Situado en la rotonda de Manuel Azaña, se encuentra un pequeño parque retarado hace pocos años en el cual se encontraba originalmente la fábrica de cerámica Cermag.
La excelente calidad de las arcillas de los cerros y las aguas del Henares hicieron de la fabricación cerámica una de las actividades más características de Alcalá: en época romana y medieval, pequeños talleres artesanales producían especialmente para las necesidades constructivas de la ciudad. los productos principales eran las tejas y los ladrillos macizos, que se secaban al sol y luego se cocían en hornos de pequeño tamaño. En la década de los años cincuenta del siglo pasado, el auge generalizado de la construcción en Madrid favoreció la producción de materiales cerámicos, y en Alcalá proliferaron las fábricas industriales de ladrillos, formando parte del paisaje urbano en la zona de los cerros y el río.
Estas grandes fábricas - la Cerámica Pinilla, Estela, Cuatro Caminos, Gorda Arévalo, Unión Cerámica Española - existentes en Alcalá fueron desapareciendo poco a poco hacia fines de siglo.

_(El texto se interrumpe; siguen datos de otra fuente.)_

use std::cell::RefCell;
use std::rc::Rc;

use leptos::prelude::*;
use wasm_bindgen::prelude::*;
use web_sys::{CanvasRenderingContext2d, HtmlCanvasElement, MouseEvent, WheelEvent, Window};

use super::render;
use super::state::CanvasState;
use crate::graph::{Triple, Vec2};

type SharedState = Rc<RefCell<Option<CanvasState>>>;

fn window_size(window: &Window) -> Option<(f64, f64)> {
	let w = window.inner_width().ok()?.as_f64()?;
	let h = window.inner_height().ok()?.as_f64()?;
	Some((w, h))
}

fn local_point(canvas: &HtmlCanvasElement, ev: &MouseEvent) -> Vec2 {
	let rect = canvas.get_bounding_client_rect();
	Vec2::new(
		(ev.client_x() as f64 - rect.left()) as f32,
		(ev.client_y() as f64 - rect.top()) as f32,
	)
}

fn with_state(state: &SharedState, f: impl FnOnce(&mut CanvasState)) {
	if let Some(ref mut s) = *state.borrow_mut() {
		f(s);
	}
}

#[component]
pub fn ForceGraphCanvas(
	#[prop(into)] triples: Signal<Vec<Triple>>,
	#[prop(default = false)] fullscreen: bool,
	#[prop(default = None)] width: Option<f64>,
	#[prop(default = None)] height: Option<f64>,
) -> impl IntoView {
	let canvas_ref = NodeRef::<leptos::html::Canvas>::new();
	let state: SharedState = Rc::new(RefCell::new(None));
	let animate: Rc<RefCell<Option<Closure<dyn FnMut()>>>> = Rc::new(RefCell::new(None));
	let resize_cb: Rc<RefCell<Option<Closure<dyn FnMut()>>>> = Rc::new(RefCell::new(None));
	let (state_init, animate_init, resize_cb_init) =
		(state.clone(), animate.clone(), resize_cb.clone());

	Effect::new(move |_| {
		let Some(canvas) = canvas_ref.get() else {
			return;
		};
		let canvas: HtmlCanvasElement = canvas.into();
		let Some(window) = web_sys::window() else {
			return;
		};

		let (w, h) = if fullscreen {
			window_size(&window).unwrap_or((800.0, 600.0))
		} else {
			(
				width.unwrap_or_else(|| {
					canvas
						.parent_element()
						.map(|p| p.client_width() as f64)
						.unwrap_or(800.0)
				}),
				height.unwrap_or_else(|| {
					canvas
						.parent_element()
						.map(|p| p.client_height() as f64)
						.unwrap_or(600.0)
				}),
			)
		};
		canvas.set_width(w as u32);
		canvas.set_height(h as u32);

		let Some(ctx) = canvas
			.get_context("2d")
			.ok()
			.flatten()
			.and_then(|c| c.dyn_into::<CanvasRenderingContext2d>().ok())
		else {
			log::warn!("canvas 2d context unavailable");
			return;
		};

		let triples = triples.get();
		if triples.is_empty() {
			log::warn!("no triples available; nothing to draw");
		}
		let seed = js_sys::Date::now() as u64;
		*state_init.borrow_mut() = Some(CanvasState::new(&triples, w, h, seed));

		if fullscreen {
			let (state_resize, canvas_resize) = (state_init.clone(), canvas.clone());
			*resize_cb_init.borrow_mut() = Some(Closure::new(move || {
				let Some((nw, nh)) = web_sys::window().as_ref().and_then(window_size) else {
					return;
				};
				canvas_resize.set_width(nw as u32);
				canvas_resize.set_height(nh as u32);
				with_state(&state_resize, |s| s.resize(nw, nh));
			}));
			if let Some(ref cb) = *resize_cb_init.borrow() {
				let _ =
					window.add_event_listener_with_callback("resize", cb.as_ref().unchecked_ref());
			}
		}

		let (state_anim, animate_inner) = (state_init.clone(), animate_init.clone());
		*animate_init.borrow_mut() = Some(Closure::new(move || {
			with_state(&state_anim, |s| {
				s.tick();
				render::render(s, &ctx);
			});
			if let (Some(win), Some(cb)) = (web_sys::window(), animate_inner.borrow().as_ref()) {
				let _ = win.request_animation_frame(cb.as_ref().unchecked_ref());
			}
		}));
		if let Some(ref cb) = *animate_init.borrow() {
			let _ = window.request_animation_frame(cb.as_ref().unchecked_ref());
		}
	});

	let state_md = state.clone();
	let on_mousedown = move |ev: MouseEvent| {
		let Some(canvas) = canvas_ref.get() else {
			return;
		};
		let p = local_point(&canvas, &ev);
		with_state(&state_md, |s| {
			s.engine.pointer_down(p);
		});
	};

	let state_mm = state.clone();
	let on_mousemove = move |ev: MouseEvent| {
		let Some(canvas) = canvas_ref.get() else {
			return;
		};
		let p = local_point(&canvas, &ev);
		with_state(&state_mm, |s| s.engine.pointer_move(p));
	};

	let state_mu = state.clone();
	let on_mouseup = move |_: MouseEvent| {
		with_state(&state_mu, |s| s.engine.pointer_up());
	};

	let state_ml = state.clone();
	let on_mouseleave = move |_: MouseEvent| {
		with_state(&state_ml, |s| s.engine.pointer_leave());
	};

	let state_wh = state.clone();
	let on_wheel = move |ev: WheelEvent| {
		ev.prevent_default();
		// One notch is roughly 100 pixels of delta in most browsers.
		let (dx, dy) = (-ev.delta_x() / 100.0, -ev.delta_y() / 100.0);
		with_state(&state_wh, |s| s.engine.wheel(dx as f32, dy as f32));
	};

	let state_reset = state.clone();
	let on_reset = move |_: MouseEvent| {
		with_state(&state_reset, |s| s.engine.reset_layout());
	};

	let state_clear = state.clone();
	let on_clear = move |_: MouseEvent| {
		with_state(&state_clear, |s| s.engine.clear_selection());
	};

	view! {
		<div class="force-graph">
			<div class="force-graph-toolbar">
				<button on:click=on_reset>"Reset Layout"</button>
				<button on:click=on_clear>"Clear Selection"</button>
			</div>
			<canvas
				node_ref=canvas_ref
				class="force-graph-canvas"
				on:mousedown=on_mousedown
				on:mousemove=on_mousemove
				on:mouseup=on_mouseup
				on:mouseleave=on_mouseleave
				on:wheel=on_wheel
				style="display: block; cursor: grab;"
			/>
		</div>
	}
}
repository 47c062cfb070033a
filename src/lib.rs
//! Interactive triple-graph analytics: force layout, PageRank risk tiers and
//! Adamic-Adar link prediction, with a Leptos canvas front end.

use leptos::prelude::*;
use leptos_meta::*;
use leptos_router::components::*;
use leptos_router::path;
use log::{Level, info};

// Modules
mod components;
pub mod graph;
mod pages;

// Top-Level pages
use crate::pages::home::Home;
use crate::pages::not_found::NotFound;

/// Initialize logging and panic hooks for the WASM target.
pub fn init_logging() {
	let _ = console_log::init_with_level(Level::Debug);
	console_error_panic_hook::set_once();
	info!("Logging initialized");
}

/// An app router which renders the homepage and handles 404's
#[component]
pub fn App() -> impl IntoView {
	// Provides context that manages stylesheets, titles, meta tags, etc.
	provide_meta_context();

	view! {
		<Html attr:lang="en" attr:dir="ltr" attr:data-theme="light" />

		// sets the document title
		<Title text="Semantic Risk Graph" />

		// injects metadata in the <head> of the page
		<Meta charset="UTF-8" />
		<Meta name="viewport" content="width=device-width, initial-scale=1.0" />

		<Router>
			<Routes fallback=|| view! { <NotFound /> }>
				<Route path=path!("/") view=Home />
			</Routes>
		</Router>
	}
}
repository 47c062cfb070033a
use crate::graph::{EngineConfig, GraphEngine, Triple};

/// Browser-side wrapper around one engine and the canvas size.
pub struct CanvasState {
	pub engine: GraphEngine,
	pub width: f64,
	pub height: f64,
}

impl CanvasState {
	pub fn new(triples: &[Triple], width: f64, height: f64, seed: u64) -> Self {
		let mut engine = GraphEngine::new(EngineConfig {
			seed,
			..Default::default()
		});
		engine.load(triples);
		engine.compute_centrality();
		Self {
			engine,
			width,
			height,
		}
	}

	pub fn tick(&mut self) {
		self.engine.tick();
	}

	pub fn resize(&mut self, width: f64, height: f64) {
		self.width = width;
		self.height = height;
	}
}

#[cfg(test)]
mod tests {
	use super::*;

	#[test]
	fn tick_advances_layout() {
		let triples = [Triple::new("A", "r", "B", "high"), Triple::new("B", "r", "C", "low")];
		let mut state = CanvasState::new(&triples, 800.0, 600.0, 3);
		assert!(state.engine.centrality().is_some());

		let before: Vec<_> = state.engine.graph().nodes().iter().map(|n| n.position).collect();
		state.tick();
		let after: Vec<_> = state.engine.graph().nodes().iter().map(|n| n.position).collect();
		assert_ne!(before, after);
	}
}
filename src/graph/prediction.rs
//! Link prediction with the Adamic-Adar index over two-hop neighbourhoods.

use std::collections::HashMap;
use std::fmt;

use super::model::Graph;
use super::types::NodeId;

/// Qualitative strength of a predicted link.
#[derive(Clone, Copy, Debug, PartialEq, Eq, Hash)]
pub enum LinkStrength {
	/// Normalised score of at least 0.8.
	Strong,
	/// Normalised score of at least 0.5.
	Moderate,
	/// Anything lower.
	Weak,
}

impl LinkStrength {
	/// Label a normalised score.
	pub fn from_score(score: f64) -> Self {
		if score >= 0.8 {
			LinkStrength::Strong
		} else if score >= 0.5 {
			LinkStrength::Moderate
		} else {
			LinkStrength::Weak
		}
	}
}

impl fmt::Display for LinkStrength {
	fn fmt(&self, f: &mut fmt::Formatter<'_>) -> fmt::Result {
		f.write_str(match self {
			LinkStrength::Strong => "Strong",
			LinkStrength::Moderate => "Moderate",
			LinkStrength::Weak => "Weak",
		})
	}
}

/// A candidate node the queried node may plausibly link to.
#[derive(Clone, Debug, PartialEq)]
pub struct Prediction {
	/// Two-hop candidate.
	pub candidate: NodeId,
	/// Score divided by the best score, so the top candidate is 1.0.
	pub score: f64,
	/// Label for `score`.
	pub strength: LinkStrength,
}

/// Rank the two-hop neighbours of `node` that it is not yet linked to.
///
/// Each shared neighbour adds `1 / ln(degree)` to a candidate, or a flat 1
/// when the candidate has degree 1. Results are sorted by score, highest
/// first; equal scores keep the order candidates were first reached in.
/// Unknown nodes and nodes without candidates yield an empty list.
pub fn predict_links(graph: &Graph, node: NodeId) -> Vec<Prediction> {
	let Some(direct) = graph.neighbors(node) else {
		return Vec::new();
	};

	let mut order: HashMap<NodeId, usize> = HashMap::new();
	let mut accumulated: Vec<(NodeId, f64)> = Vec::new();
	for &via in direct {
		for &candidate in graph.neighbor_ids(via) {
			if candidate == node || direct.contains(&candidate) {
				continue;
			}
			let degree = graph.degree(candidate);
			let contribution = if degree > 1 {
				1.0 / (degree as f64).ln()
			} else {
				1.0
			};
			let slot = *order.entry(candidate).or_insert_with(|| {
				accumulated.push((candidate, 0.0));
				accumulated.len() - 1
			});
			accumulated[slot].1 += contribution;
		}
	}

	let max = accumulated.iter().map(|&(_, s)| s).fold(0.0, f64::max);
	if max <= 0.0 {
		return Vec::new();
	}

	let mut predictions: Vec<Prediction> = accumulated
		.into_iter()
		.map(|(candidate, raw)| {
			let score = raw / max;
			Prediction {
				candidate,
				score,
				strength: LinkStrength::from_score(score),
			}
		})
		.collect();
	predictions.sort_by(|a, b| b.score.total_cmp(&a.score));
	predictions
}
mod component;
mod render;
mod state;

pub use component::ForceGraphCanvas;
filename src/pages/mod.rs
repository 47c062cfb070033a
pub mod home;
pub mod not_found;
use leptos::prelude::*;

/// 404 page
#[component]
pub fn NotFound() -> impl IntoView {
	view! { <h1>"Page not found"</h1> }
}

Sin embargo, como homeneje a su memoria, el Ayuntamiento de la ciudad ha conservado como recuerdos mudos algunos de sus elementos más característicos. A tan solo unas decenas de metros de este punto se eleva la esbelta chimenea de ladrillo de la Cerámica Pinillo; y en los terrenos de este parque se hallaba una de las fábricas más importantes, la Cermag, de la que se ha conservado uno de sus elementos más característicos, el horno Hoffman, llamado así en honor a su inventor, un ingeniero alemán.
Dicho horno consistía en una cámara de cocción continua, que nunca se apagaba. Consistía en una planta rectangular con una gran galería de sección abovedada subdividida a su vez en cámaras, sistema que permitía que el fuego circulara de forma permanente durante la cocción: mientras en una sección se estaba cociendo el material, en la siguiente, se empezaba a elevar la temperatura al tiempo que en la anterior, el material ya cocido empezaba a enfriarse, y así podía ser descargado y llenado de nuevo. Este horno evitaba los cambios bruscos de temperatura, consiguiendo una cocción paulatina y homogénea y un funcionamiento del horno más económico, al aprovecharse al máximo el calor.